Hawkmoths Can Actually See Humidity

Brett Smith for RedOrbit.com

Instead of using visual cues or floral scents, some moths detect increases in humidity around flowers to see if it is worth further inspection, new research led by a University of Arizona entomologist has found.

According to the study published in the Proceedings of the National Academy of Sciences, Martin von Arx of the University of Arizona has discovered a previously unknown sensory channel that is used in plant-animal interactions.

"As creatures who use vision and olfaction, humans think in odors and shape, and color," von Arx said. "We are biased by what we can perceive. “

Researchers in the study found that the white-lined sphinx hawkmoth can detect minuscule differences in humidity when hovering near a flower. The moth then uses this information to determine if there is enough nectar inside to warrant a visit.

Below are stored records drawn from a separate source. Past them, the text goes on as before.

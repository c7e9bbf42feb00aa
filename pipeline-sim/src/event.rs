//! Time-ordered event queue.
//!
//! Events are popped in ascending timestamp order. Events scheduled for the same instant come
//! out in the order they were scheduled, using a sequence number stamped at scheduling time
//! rather than relying on the heap's own (unspecified) ordering of equal elements.

use std::{cmp::Ordering, collections::BinaryHeap};

use crate::key_state::Token;

/// Simulated time, in seconds since the start of the run.
pub type Timestamp = f64;

/// What happens when an event fires.
#[derive(Debug, Clone, Copy, PartialEq)]
pub(crate) enum EventKind {
    /// A message arrives for the event's key.
    Arrival,
    /// A send for the event's key finishes, delivering `count` messages.
    SendComplete { count: usize },
    /// The buffer for the event's key has been open for the maximum buffering duration.
    ///
    /// Only acted on if `token` is still the key's current token.
    BufferTimeout { token: Token },
}

#[derive(Debug, Clone, Copy, PartialEq)]
pub(crate) struct Event {
    pub(crate) at: Timestamp,
    pub(crate) key: usize,
    pub(crate) kind: EventKind,
    seq: u64,
}

/// Orders events so the heap yields the earliest (then lowest sequence number) first.
#[derive(Debug)]
struct Scheduled(Event);

impl PartialEq for Scheduled {
    fn eq(&self, other: &Self) -> bool {
        self.cmp(other) == Ordering::Equal
    }
}

impl Eq for Scheduled {}

impl PartialOrd for Scheduled {
    fn partial_cmp(&self, other: &Self) -> Option<Ordering> {
        Some(self.cmp(other))
    }
}

impl Ord for Scheduled {
    fn cmp(&self, other: &Self) -> Ordering {
        // BinaryHeap is a max-heap, so compare the other way round.
        other
            .0
            .at
            .total_cmp(&self.0.at)
            .then_with(|| other.0.seq.cmp(&self.0.seq))
    }
}

/// Min-priority queue of events keyed by `(timestamp, sequence number)`.
#[derive(Debug, Default)]
pub(crate) struct EventQueue {
    heap: BinaryHeap<Scheduled>,
    next_seq: u64,
}

impl EventQueue {
    pub(crate) fn with_capacity(capacity: usize) -> Self {
        Self {
            heap: BinaryHeap::with_capacity(capacity),
            next_seq: 0,
        }
    }

    pub(crate) fn schedule(&mut self, at: Timestamp, key: usize, kind: EventKind) {
        let seq = self.next_seq;
        self.next_seq += 1;

        self.heap.push(Scheduled(Event { at, key, kind, seq }));
    }

    pub(crate) fn pop(&mut self) -> Option<Event> {
        self.heap.pop().map(|scheduled| scheduled.0)
    }

    pub(crate) fn len(&self) -> usize {
        self.heap.len()
    }

    #[cfg(test)]
    pub(crate) fn is_empty(&self) -> bool {
        self.heap.is_empty()
    }
}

This ability is crucial to the survival of the hawkmoth, especially those living in Arizona. These moths seek out the tufted evening primrose at dusk and must quickly determine which flowers carry food and which do not, as hovering in front of the flower while probing it with its long proboscis is one of the most energetically draining modes of flight, von Arx said. The insect also becomes vulnerable to predators such as bats as it plunges its head deep inside the flower to reach its nectar.

Unlike other, often misleading, devices used by flowering plants to attract pollinators such as flower size, shape or color; the humidity evaporating from the flower's nectar provides what the researchers call an ℠honest´ signal. Interestingly, scent is independent of nectar, which is odorless in most plants.

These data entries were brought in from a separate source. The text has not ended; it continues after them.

use pipeline_sim::{Simulation, SimulationConfig};
use proptest::prelude::*;

fn arb_config() -> impl Strategy<Value = SimulationConfig> {
    (
        (1.0..200.0f64, 0.1..5.0f64),
        (1usize..8, 1usize..20, 1usize..4),
        (0.05..3.0f64, 0.0..1.0f64, 0.0..1.0f64, 0.0..0.2f64),
        (0.5..5.0f64, 1usize..50),
    )
        .prop_map(
            |(
                (input_rate, simulation_duration),
                (num_keys, batch_size, max_concurrent_sends),
                (max_buffering_duration, latency_a, latency_b, send_sleep),
                (window_size, window_max_requests),
            )| {
                SimulationConfig::builder()
                    .input_rate(input_rate)
                    .simulation_duration(simulation_duration)
                    .num_keys(num_keys)
                    .batch_size(batch_size)
                    .max_concurrent_sends(max_concurrent_sends)
                    .max_buffering_duration(max_buffering_duration)
                    .api_latency_min(latency_a.min(latency_b))
                    .api_latency_max(latency_a.max(latency_b))
                    .send_sleep(send_sleep)
                    .window_size(window_size)
                    .window_max_requests(window_max_requests)
                    .build()
            },
        )
}

proptest! {
    #![proptest_config(ProptestConfig::with_cases(128))]

    #[test]
    fn every_arrival_is_accounted_for(config in arb_config(), seed in any::<u64>()) {
        let (result, log) = Simulation::new(&config, seed).unwrap().run_with_log().unwrap();

        prop_assert!(result.is_conserved(), "{:?}", result);
        prop_assert_eq!(result.total_arrivals, config.total_arrivals());
        prop_assert_eq!(result.total_batches_sent, log.deliveries().len());
    }

    #[test]
    fn concurrency_never_exceeds_capacity(config in arb_config(), seed in any::<u64>()) {
        let result = Simulation::new(&config, seed).unwrap().run().unwrap();

        prop_assert!(result.peak_active_sends <= config.max_concurrent_sends);
    }

    #[test]
    fn batches_are_never_empty_or_oversized(config in arb_config(), seed in any::<u64>()) {
        let (_, log) = Simulation::new(&config, seed).unwrap().run_with_log().unwrap();

        for delivery in log.deliveries() {
            prop_assert!(delivery.count >= 1);
            prop_assert!(delivery.count <= config.batch_size);
            prop_assert!(delivery.key < config.num_keys);
        }
        prop_assert!(log.deliveries().windows(2).all(|pair| pair[0].at <= pair[1].at));
    }

    #[test]
    fn violation_matches_the_busiest_window(config in arb_config(), seed in any::<u64>()) {
        let result = Simulation::new(&config, seed).unwrap().run().unwrap();

        prop_assert_eq!(
            result.constraint_violated,
            result.max_requests_in_window >= config.window_max_requests
        );
        prop_assert!(result.max_requests_in_window <= result.total_batches_sent);
        prop_assert!(result.avg_requests_in_window <= result.max_requests_in_window as f64);
    }
}
use std::collections::VecDeque;

use crate::{error::InvariantViolation, event::Timestamp};

/// A batch that has left its key's buffer but is waiting for a send slot.
#[derive(Debug, Clone, Copy, PartialEq)]
pub(crate) struct PendingBatch {
    pub(crate) key: usize,
    pub(crate) count: usize,
    pub(crate) ready_at: Timestamp,
}

/// Bounded pool of send slots, plus the FIFO of batches waiting for one.
///
/// Batches are only promoted from the waiting queue when a send completes.
#[derive(Debug)]
pub(crate) struct SendPool {
    capacity: usize,
    active: usize,
    peak_active: usize,
    waiting: VecDeque<PendingBatch>,
}

impl SendPool {
    pub(crate) fn new(capacity: usize) -> Self {
        Self {
            capacity,
            active: 0,
            peak_active: 0,
            waiting: VecDeque::new(),
        }
    }

    pub(crate) fn has_free_slot(&self) -> bool {
        self.active < self.capacity
    }

    /// Occupy a slot.
    pub(crate) fn acquire(&mut self) -> Result<(), InvariantViolation> {
        if !self.has_free_slot() {
            return Err(InvariantViolation::SlotOverflow {
                capacity: self.capacity,
            });
        }

        self.active += 1;
        self.peak_active = self.peak_active.max(self.active);
        Ok(())
    }

    /// Free a slot after a send completes.
    pub(crate) fn release(&mut self) -> Result<(), InvariantViolation> {
        self.active = self
            .active
            .checked_sub(1)
            .ok_or(InvariantViolation::SlotUnderflow)?;
        Ok(())
    }

    pub(crate) fn enqueue(&mut self, batch: PendingBatch) {
        self.waiting.push_back(batch);
    }

    /// Take the oldest waiting batch, if a slot is free for it.
    pub(crate) fn next_waiting(&mut self) -> Option<PendingBatch> {
        if self.has_free_slot() {
            self.waiting.pop_front()
        } else {
            None
        }
    }

    pub(crate) fn active(&self) -> usize {
        self.active
    }

    pub(crate) fn peak_active(&self) -> usize {
        self.peak_active
    }

    /// Messages sitting in the waiting queue.
    pub(crate) fn waiting_messages(&self) -> usize {
        self.waiting.iter().map(|batch| batch.count).sum()
    }

    #[cfg(test)]
    pub(crate) fn waiting_len(&self) -> usize {
        self.waiting.len()
    }
}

"The metabolic cost of hovering in hawkmoths is more than 100 times that of a moth at rest," said Goggy Davidowitz, the study´s co-author and a UA professor. "This is the most costly mode of locomotion ever measured. An individual hawkmoth may spend 5-10 seconds evaluating whether a flower has nectar, multiply that by hundreds of flowers visited a night, and the moth is expending a huge amount of energy searching for nectar that may not be there. The energy saved by avoiding such behavior can go into making more eggs. For a moth that lives only about a week, that is a very big deal."

After finding that humidity just above the opening flower was slightly higher than ambient levels, the research team put artificial flowers in a large cage. While none of the artificial flowers had nectar, the moths would preferentially hover and extend their proboscis into those that the scientists had artificially elevated their humidity levels. The hawkmoths were able to sense if the humidity near a flower was elevated as little as 4 percent above ambient humidity in the flight cage.

These findings help to explain how ℠honesty´ factors into the complex symbiotic relationship that exists between the moths and the evening primrose, according to von Arx.

"If you're one of only a few flowers and there are lots of pollinators out there, you don't have to be honest about how much nectar you have because they'll visit anyway," von Arx said.

"But if you want the attention of just a few, you really have to go all out. So by saying, ℠Hey, come here, I have lots of nectar,' you're giving a faithful signal about an actual benefit that the pollinators can perceive and evaluate."